▶ [WHAT THE EXERCISE ASKS]
Every entry below is to be retyped exactly as it stands.

[Opening GIVEN INFORMATION section]

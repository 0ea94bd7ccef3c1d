//! Battery Health Route

use axum::{body::Bytes, extract::State, Json};
use data_validator::RequestFields;
use feature_engine::HealthFeatureEncoder;
use insights::{calculate_risk_level, insight, recommendation, HealthContext, RiskLevel};
use serde::Serialize;
use std::sync::Arc;
use std::time::Instant;

use super::{observe_inference, track};
use crate::error::ApiError;
use crate::AppState;

/// Response for `POST /predict_health`
#[derive(Debug, Serialize)]
pub struct HealthResponse {
    pub status: &'static str,
    pub prediction: String,
    pub prediction_index: usize,
    pub recommendation: &'static str,
    pub insight: String,
    pub risk_level: RiskLevel,
}

/// Classify battery health from the ten measurements
pub async fn predict_health(
    State(state): State<Arc<AppState>>,
    body: Bytes,
) -> Result<Json<HealthResponse>, ApiError> {
    track("predict_health", handle(&state, &body)).map(Json)
}

fn handle(state: &AppState, body: &[u8]) -> Result<HealthResponse, ApiError> {
    let predictor = state
        .health
        .as_ref()
        .ok_or(ApiError::ModelUnavailable("Model not loaded"))?;

    let fields = RequestFields::from_slice(body)?;
    let features = HealthFeatureEncoder::new().encode(&fields)?;

    let start = Instant::now();
    let prediction = predictor.predict(&features)?;
    observe_inference("health", start);

    let ctx = HealthContext {
        charge_cycles: features.charge_cycles(),
        max_temperature: features.max_temperature(),
        capacity_retention: features.capacity_retention(),
    };

    Ok(HealthResponse {
        status: "success",
        recommendation: recommendation(&prediction.label),
        insight: insight(&prediction.label, &ctx),
        risk_level: calculate_risk_level(
            ctx.capacity_retention,
            ctx.charge_cycles,
            ctx.max_temperature,
        ),
        prediction_index: prediction.index,
        prediction: prediction.label,
    })
}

[Closing GIVEN INFORMATION section]

▶ [RESPONSE TO THIS EXERCISE]
repository 0ea94bd7ccef3c1d
//! Battery Health Route

use axum::{body::Bytes, extract::State, Json};
use data_validator::RequestFields;
use feature_engine::HealthFeatureEncoder;
use insights::{calculate_risk_level, insight, recommendation, HealthContext, RiskLevel};
use serde::Serialize;
use std::sync::Arc;
use std::time::Instant;

use super::{observe_inference, track};
use crate::error::ApiError;
use crate::AppState;

/// Response for `POST /predict_health`
#[derive(Debug, Serialize)]
pub struct HealthResponse {
    pub status: &'static str,
    pub prediction: String,
    pub prediction_index: usize,
    pub recommendation: &'static str,
    pub insight: String,
    pub risk_level: RiskLevel,
}

/// Classify battery health from the ten measurements
pub async fn predict_health(
    State(state): State<Arc<AppState>>,
    body: Bytes,
) -> Result<Json<HealthResponse>, ApiError> {
    track("predict_health", handle(&state, &body)).map(Json)
}

fn handle(state: &AppState, body: &[u8]) -> Result<HealthResponse, ApiError> {
    let predictor = state
        .health
        .as_ref()
        .ok_or(ApiError::ModelUnavailable("Model not loaded"))?;

    let fields = RequestFields::from_slice(body)?;
    let features = HealthFeatureEncoder::new().encode(&fields)?;

    let start = Instant::now();
    let prediction = predictor.predict(&features)?;
    observe_inference("health", start);

    let ctx = HealthContext {
        charge_cycles: features.charge_cycles(),
        max_temperature: features.max_temperature(),
        capacity_retention: features.capacity_retention(),
    };

    Ok(HealthResponse {
        status: "success",
        recommendation: recommendation(&prediction.label),
        insight: insight(&prediction.label, &ctx),
        risk_level: calculate_risk_level(
            ctx.capacity_retention,
            ctx.charge_cycles,
            ctx.max_temperature,
        ),
        prediction_index: prediction.index,
        prediction: prediction.label,
    })
}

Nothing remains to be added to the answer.